What you are asked to do: For the entries that follow, restate word for word the line containing "pub fn open_in_memory()", the line containing "PRAGMA synchronous = FULL;", and every line that lies between them.

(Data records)

◆ ◆ ◆ ◆ ◆ ◆ ◆

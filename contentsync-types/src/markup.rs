//! Fallback rendering of the structured fields into an HTML fragment.
//!
//! Callers with their own templating supply `renderedMarkup` directly; the
//! store never parses it.

use crate::Feature;
use std::fmt::Write;

/// Escapes the five HTML-significant characters.
#[must_use]
pub fn escape_html(input: &str) -> String {
    let mut out = String::with_capacity(input.len());
    for c in input.chars() {
        match c {
            '&' => out.push_str("&amp;"),
            '<' => out.push_str("&lt;"),
            '>' => out.push_str("&gt;"),
            '"' => out.push_str("&quot;"),
            '\'' => out.push_str("&#39;"),
            _ => out.push(c),
        }
    }
    out
}

/// Renders title, subtitle, paragraphs and features as a content fragment.
#[must_use]
pub fn render_markup(title: &str, subtitle: &str, body: &[String], features: &[Feature]) -> String {
    let mut out = String::new();
    // Writing into a String cannot fail.
    let _ = write!(out, "<h1>{}</h1>", escape_html(title));
    if !subtitle.is_empty() {
        let _ = write!(out, "<h2>{}</h2>", escape_html(subtitle));
    }
    for paragraph in body {
        let _ = write!(out, "<p>{}</p>", escape_html(paragraph));
    }
    if !features.is_empty() {
        out.push_str("<ul class=\"features\">");
        for feature in features {
            let _ = write!(
                out,
                "<li><h3>{}</h3><p>{}</p></li>",
                escape_html(&feature.title),
                escape_html(&feature.description)
            );
        }
        out.push_str("</ul>");
    }
    out
}
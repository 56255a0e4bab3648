//! SQLite-backed snapshot store.
//!
//! Keeps every snapshot as a row of a single table, so the cache and the
//! sync queue can live in one file next to other application state.

use crate::{validate_key, SnapshotStore, StorageError, StorageResult};
use async_trait::async_trait;
use chrono::Utc;
use rusqlite::{params, Connection, OptionalExtension};
use std::path::Path;
use std::sync::{Arc, Mutex, MutexGuard};

/// Persistent snapshot store backed by SQLite.
pub struct SqliteSnapshotStore {
    conn: Arc<Mutex<Connection>>,
}

impl SqliteSnapshotStore {
    /// Opens (or creates) a snapshot database at the given path.
    pub fn open(path: impl AsRef<Path>) -> StorageResult<Self> {
        let conn = Connection::open(path)?;
        Self::with_connection(conn)
    }

    /// Opens an in-memory snapshot database (for testing).
    pub fn open_in_memory() -> StorageResult<Self> {
        Self::with_connection(Connection::open_in_memory()?)
    }

    fn with_connection(conn: Connection) -> StorageResult<Self> {
        conn.execute_batch(
            "
            PRAGMA synchronous = FULL;

            CREATE TABLE IF NOT EXISTS snapshots (
                key TEXT PRIMARY KEY,
                blob TEXT NOT NULL,
                updated_at INTEGER NOT NULL
            );
            ",
        )?;
        Ok(Self {
            conn: Arc::new(Mutex::new(conn)),
        })
    }

    fn lock(&self) -> StorageResult<MutexGuard<'_, Connection>> {
        self.conn
            .lock()
            .map_err(|e| StorageError::Lock(e.to_string()))
    }
}

#[async_trait]
impl SnapshotStore for SqliteSnapshotStore {
    fn backend_name(&self) -> &'static str {
        "sqlite"
    }

    async fn save_snapshot(&self, key: &str, blob: &str) -> StorageResult<()> {
        validate_key(key)?;
        let updated_at = Utc::now().timestamp_millis();

        let conn = self.lock()?;
        conn.execute(
            "INSERT OR REPLACE INTO snapshots (key, blob, updated_at) VALUES (?1, ?2, ?3)",
            params![key, blob, updated_at],
        )?;
        Ok(())
    }

    async fn load_snapshot(&self, key: &str) -> StorageResult<Option<String>> {
        validate_key(key)?;
        let conn = self.lock()?;
        let blob = conn
            .query_row(
                "SELECT blob FROM snapshots WHERE key = ?1",
                params![key],
                |row| row.get::<_, String>(0),
            )
            .optional()?;
        Ok(blob)
    }
}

◆ ◆ ◆ ◆ ◆ ◆ ◆

Your solution:
    pub fn open_in_memory() -> StorageResult<Self> {
        Self::with_connection(Connection::open_in_memory()?)
    }

    fn with_connection(conn: Connection) -> StorageResult<Self> {
        conn.execute_batch(
            "
            PRAGMA synchronous = FULL;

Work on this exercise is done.